I have always needed and enjoyed having a lot of "alone time" to pursue my own hobbies and interests, so I'm not the most active community member, but I do my share and hosted a holiday party for the couples I've gotten to know better than the others in the community. It was a fun evening, and I intend to do once every year if possible.
If you want friends, companionship with others of your own age who have shared similar life experiences, and you want to be around people who are willing to help if you need it, I suppose an "over-55" community for active adults" is a great place to spend one's later years in life.
In our case, it brought us several states closer to one of our kids, our grandchild and some old college friends of DH. That alone was worth the move. Well, maybe the sharp reduction in our property tax burden and other expenses after moving from a high-cost area was worth it, too.!
We own the home outright---it's not a condo or rental-- and for a reasonable HOA fee get landscape maintenance and other perks. The community is gated, with gates open only from 7 a.m. to 7 p.m., so that might provide some people with a sense of security.
02-06-2018 03:26 PM
I think I would be that fuddy-duddy to steer clear of, @Mominohio !
02-06-2018 05:16 PM
wrote:OMG!!!! I laughed out loud reading your post! I can't stand Nosey Neighbors. We have one on the one side of us, and I can't stand it. Especially in the summer, oh you grilling chicken tonight? Oh you putting in purple flowers, didn't you have red last year? I mean it never ends....Nosey, nosey, nosey.....So I just had to comment on your post......I personally would love to move where I have no neighbors right next to me, or if I do, I would love a tall totally fenced in yard.......I hope you will be happy in your new home!!!
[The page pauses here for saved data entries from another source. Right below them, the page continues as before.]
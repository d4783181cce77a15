use gatehouse_core::{Principal, Role, SubjectId};

/// Session context for a request (the decoded principal).
///
/// Inserted by the session guards; present for every guarded route.
#[derive(Debug, Clone, PartialEq, Eq)]
pub struct SessionContext {
    principal: Principal,
}

impl SessionContext {
    pub fn new(principal: Principal) -> Self {
        Self { principal }
    }

    pub fn principal(&self) -> &Principal {
        &self.principal
    }

    pub fn subject_id(&self) -> &SubjectId {
        &self.principal.subject_id
    }

    pub fn role(&self) -> Role {
        self.principal.role
    }

    pub fn into_principal(self) -> Principal {
        self.principal
    }
}
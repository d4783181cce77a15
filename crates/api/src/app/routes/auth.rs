//! Session endpoints: login, logout, whoami.

use axum::{
    extract::Extension,
    http::StatusCode,
    response::{IntoResponse, Response},
    Json,
};
use tracing::info;

use crate::app::{AppState, dto::LoginRequest, errors};
use crate::context::SessionContext;
use crate::cookies::HeaderCookieJar;

/// POST /api/auth/login
pub async fn login(
    Extension(state): Extension<AppState>,
    Json(body): Json<LoginRequest>,
) -> Response {
    let Some(identity) = state.credentials.verify(&body.email, &body.password).await else {
        info!("login rejected");
        return errors::json_error(
            StatusCode::UNAUTHORIZED,
            "invalid_credentials",
            "invalid email or password",
        );
    };

    let mut jar = HeaderCookieJar::default();
    let principal = state.sessions.create(identity, &mut jar);

    let mut response = (StatusCode::OK, Json(principal)).into_response();
    jar.write_to(response.headers_mut());
    response
}

/// POST /api/auth/logout - always succeeds, session or not.
pub async fn logout(Extension(state): Extension<AppState>) -> Response {
    let mut jar = HeaderCookieJar::default();
    state.sessions.destroy(&mut jar);
    info!("session cleared");

    let mut response = StatusCode::NO_CONTENT.into_response();
    jar.write_to(response.headers_mut());
    response
}

/// GET /api/auth/me
pub async fn me(Extension(session): Extension<SessionContext>) -> impl IntoResponse {
    Json(session.into_principal())
}
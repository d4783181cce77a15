//! Request pre-filter: bounce unauthenticated requests for protected pages
//! to the login page before they reach the application.

use tracing::debug;

use gatehouse_core::{Principal, SESSION_COOKIE_NAME, SessionVerifier, find_cookie};

use crate::verifier::EdgeVerifier;

#[derive(Debug, Clone, PartialEq, Eq)]
pub struct GateConfig {
    /// A path is protected when it equals a prefix or continues it with `/`.
    pub protected_prefixes: Vec<String>,
    /// Always reachable, even though it sits under a protected prefix.
    pub login_path: String,
    /// Query parameter carrying the originally requested path.
    pub return_param: String,
}

impl Default for GateConfig {
    fn default() -> Self {
        Self {
            protected_prefixes: vec!["/admin".to_string()],
            login_path: "/admin/login".to_string(),
            return_param: "from".to_string(),
        }
    }
}

#[derive(Debug, Clone, PartialEq, Eq)]
pub enum GateOutcome {
    /// Not protected (or the login page itself); pass through untouched.
    Public,
    /// Protected, and the session verified at the edge.
    Proceed(Principal),
    /// Protected, no valid session: send the browser here.
    Redirect(String),
}

#[derive(Debug, Clone)]
pub struct EdgeGate {
    verifier: EdgeVerifier,
    config: GateConfig,
}

impl EdgeGate {
    pub fn new(verifier: EdgeVerifier, config: GateConfig) -> Self {
        Self { verifier, config }
    }

    pub fn config(&self) -> &GateConfig {
        &self.config
    }

    pub fn is_protected(&self, path: &str) -> bool {
        if path == self.config.login_path {
            return false;
        }
        self.config
            .protected_prefixes
            .iter()
            .any(|prefix| is_under(path, prefix))
    }

    /// `path_and_query` is the request target as received; the query is
    /// ignored for matching but kept in the return target.
    pub async fn evaluate(&self, path_and_query: &str, cookie_header: Option<&str>) -> GateOutcome {
        let path = path_and_query
            .split_once('?')
            .map_or(path_and_query, |(path, _)| path);
        if !self.is_protected(path) {
            return GateOutcome::Public;
        }

        let token = cookie_header.and_then(|header| find_cookie(header, SESSION_COOKIE_NAME));
        let principal = match token {
            Some(token) => self.verifier.verify(token).await,
            None => None,
        };

        match principal {
            Some(principal) => GateOutcome::Proceed(principal),
            None => {
                debug!(path, "no valid session at edge, redirecting to login");
                GateOutcome::Redirect(self.login_redirect(path_and_query))
            }
        }
    }

    pub fn login_redirect(&self, path_and_query: &str) -> String {
        format!(
            "{}?{}={}",
            self.config.login_path,
            self.config.return_param,
            urlencoding::encode(path_and_query)
        )
    }
}

fn is_under(path: &str, prefix: &str) -> bool {
    path.strip_prefix(prefix)
        .is_some_and(|rest| rest.is_empty() || rest.starts_with('/'))
}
I have incredibly nosey (and needy) neighbors as well. They just can't mind their own business. I tried to nicely tell them that I didn't need to be kept tabs on. Their response was "oh, but we don't mind"! Mine was "but I do!". It worked for about 2 weeks. I told them that there must certainly be more interesting and fulfilling things to do with their time than watch what I'm doing with mine, and I insist that they find them. That didn't work at all. I finally had to bluntly say "stop spying on me NOW!". That's sort of worked. They just let all the other neighbors know everything that they "can't help but notice". Ugh.
02-06-2018 05:53 PM
You say that your main consideration is the quiet from no children, etc. Well, do make sure you do your research on how strict the Homeowners’ Association is and whether they follow through with offenders before you buy.
We lived part-time in an age-restricted community many years ago. No children under 19 were allowed for longer than a few weeks at a time. A couple on our block blatantly disregarded this rule and had their teenage grandson living with them permanently. The HOA tried feebly to get them to either leave the community or have their grandson do so, but they just refused. The HOA didn’t want to take them to court, so we had to put up with his hot rod coming and going at all hours, among other things.
Also, my parents lived in another age-restricted community. They, too, had a family near them that had noisy underage children living with them. Also against the rules was parking in the street, which these people did all the time because they had so many visitors coming and going from their house. They happened to live across the street from my parents, and it was very difficult to get out of my parents’ drive when they had several cars in the street. Once again, the HOA didn’t want to make waves by taking these people to court over the rules they were blatantly defying.
Do your homework, or like any other neighborhood, it can get unpleasant if you have some people that don’t go along with the program.
02-06-2018 06:11 PM
Good thing to watch out for, @geezerette. I will be sure to confirm the strictness of the HOA carrying out its rules before purchase.